While these studies excel through their transcriptional resolution on a single-cell level, many studies lack methodical validation on the protein levels, although some [11, 14] provide flow cytometry verification. In addition, clinical validation cohorts would be preferable, but the technique yet remains prohibitively expensive. We find that the field would benefit from a meta-analytic integration of available single-cell datasets across tissues, centers, and neurological diseases to confirm or refute findings from individual studies with higher statistical power. Nonetheless, available data already demonstrate that high-dimensional scRNA-seq analyses of the CSF can successfully dissect complex neuroinflammatory diseases. Single-cell technologies will likely be extended to study the effect of different immunotherapies on CNS immunity and gain insights into the pathogenesis of progressive multiple sclerosis. Such in-depth understanding could facilitate individualized and targeted therapies in MS.
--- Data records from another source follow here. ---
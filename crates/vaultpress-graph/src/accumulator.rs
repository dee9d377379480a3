//! Append-only node and edge registry filled while pages are processed.

use indexmap::IndexMap;
use vaultpress_core::Edge;

/// Nodes (page URL to title) and raw edges observed during a build.
///
/// Nodes keep insertion order, which later becomes their graph ID. Edges are
/// stored as observed, duplicates and ghosts included; [`crate::KnowledgeGraph`]
/// cleans them up once every node is known.
#[derive(Debug, Clone, Default)]
pub struct GraphAccumulator {
    nodes: IndexMap<String, String>,
    edges: Vec<Edge>,
}

impl GraphAccumulator {
    pub fn new() -> Self {
        Self::default()
    }

    /// Register a page. Re-registering a URL updates its title but keeps its
    /// original position.
    pub fn add_node(&mut self, url: impl Into<String>, title: impl Into<String>) -> bool {
        let url = url.into();
        let title = title.into();
        match self.nodes.insert(url.clone(), title) {
            None => true,
            Some(previous) => {
                log::debug!("Page {} registered twice (was '{}')", url, previous);
                false
            }
        }
    }

    pub fn add_edge(&mut self, edge: Edge) {
        self.edges.push(edge);
    }

    pub fn extend<I>(&mut self, edges: I)
    where
        I: IntoIterator<Item = Edge>,
    {
        self.edges.extend(edges);
    }

    /// Nodes in registration order
    pub fn nodes(&self) -> &IndexMap<String, String> {
        &self.nodes
    }

    /// Raw edges in observation order
    pub fn edges(&self) -> &[Edge] {
        &self.edges
    }

    pub fn node_count(&self) -> usize {
        self.nodes.len()
    }

    pub fn is_empty(&self) -> bool {
        self.nodes.is_empty() && self.edges.is_empty()
    }
}

#[cfg(test)]
mod tests {
    use super::*;

    #[test]
    fn test_nodes_keep_first_position() {
        let mut acc = GraphAccumulator::new();
        assert!(acc.add_node("/docs/b", "B"));
        assert!(acc.add_node("/docs/a", "A"));
        assert!(!acc.add_node("/docs/b", "B2"));

        let urls: Vec<_> = acc.nodes().keys().cloned().collect();
        assert_eq!(urls, vec!["/docs/b", "/docs/a"]);
        assert_eq!(acc.nodes()["/docs/b"], "B2");
    }

    #[test]
    fn test_edges_are_kept_raw() {
        let mut acc = GraphAccumulator::new();
        acc.add_edge(Edge::new("/docs/a", "/docs/b"));
        acc.extend([Edge::new("/docs/b", "/docs/a"), Edge::new("/docs/a", "/404")]);
        assert_eq!(acc.edges().len(), 3);
        assert!(!acc.is_empty());
    }
}
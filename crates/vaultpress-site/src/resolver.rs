//! Relative link targets to site URLs.

use crate::doc_path::{DocPath, rel_segments, site_url};
use std::path::{Path, PathBuf};
use vaultpress_core::prelude::*;
use vaultpress_parser::{Link, normalize_path};

/// Resolve a relative `target` written in a document whose source directory
/// is `base` (relative to the vault root).
///
/// The target is percent-decoded, joined onto `base` with `.` and `..`
/// handled lexically, normalized, and re-encoded under `/docs/`. Joining
/// happens before normalization, so `..` steps over directories whose names
/// slugify to nothing. Markdown
/// targets are passed without their `.md`, which is restored for
/// normalization so they land on the same URL as the page itself.
pub fn resolve_link(target: &str, base: &Path, is_markdown: bool, slugify: bool) -> Result<String> {
    if target.is_empty() {
        return Err(Error::broken_link(target, "empty link target"));
    }
    if target.starts_with('/') {
        return Err(Error::broken_link(target, "absolute link target"));
    }

    let decoded = urlencoding::decode(target)
        .map_err(|e| Error::broken_link(target, format!("invalid percent-encoding: {}", e)))?;

    let mut segments = rel_segments(base);
    for part in decoded.split('/') {
        match part {
            "" | "." => {}
            ".." => {
                if segments.pop().is_none() {
                    return Err(Error::broken_link(target, "escapes the vault root"));
                }
            }
            other => segments.push(other.to_string()),
        }
    }

    let resolved: PathBuf = segments.iter().collect();
    let normalized = if is_markdown && !segments.is_empty() {
        let mut with_ext = resolved.into_os_string();
        with_ext.push(".");
        with_ext.push(MARKDOWN_EXTENSION);
        normalize_path(Path::new(&with_ext), slugify, false).with_extension("")
    } else {
        normalize_path(&resolved, slugify, false)
    };

    Ok(site_url(&rel_segments(&normalized)))
}

/// Resolves links found in one document
#[derive(Debug, Clone, Copy)]
pub struct LinkResolver {
    slugify: bool,
}

impl LinkResolver {
    pub fn new(slugify: bool) -> Self {
        Self { slugify }
    }

    /// Site URL for `link` as written in `doc`
    pub fn resolve(&self, link: &Link, doc: &DocPath) -> Result<String> {
        resolve_link(&link.target, doc.old_parent(), link.is_markdown, self.slugify)
    }
}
While it is not completely resolved if findings in the CSF fully reflect pathological processes in the CNS, several parallel findings in both tissues point into this direction. Clonally expanded CD8+ T cells are an important hallmark in the CSF of MS patients and are also the dominant infiltrating cell population in the CNS in MS [46, 47]. Additionally, CD8+ T cell clones can be shared between the brain parenchyma and the CSF [48]. Demyelinating lesions in MS commonly show meningeal infiltration of plasma cells [49] in line with their increase in CSF [11, 14, 43]. Collectively, CSF is likely a suitable surrogate tissue to study the immune cell infiltration of the meninges and the brain parenchyma in inflammatory disorders. Nonetheless, studies with paired samples from CSF, dura, and the CNS in MS would be desirable to substantiate this point.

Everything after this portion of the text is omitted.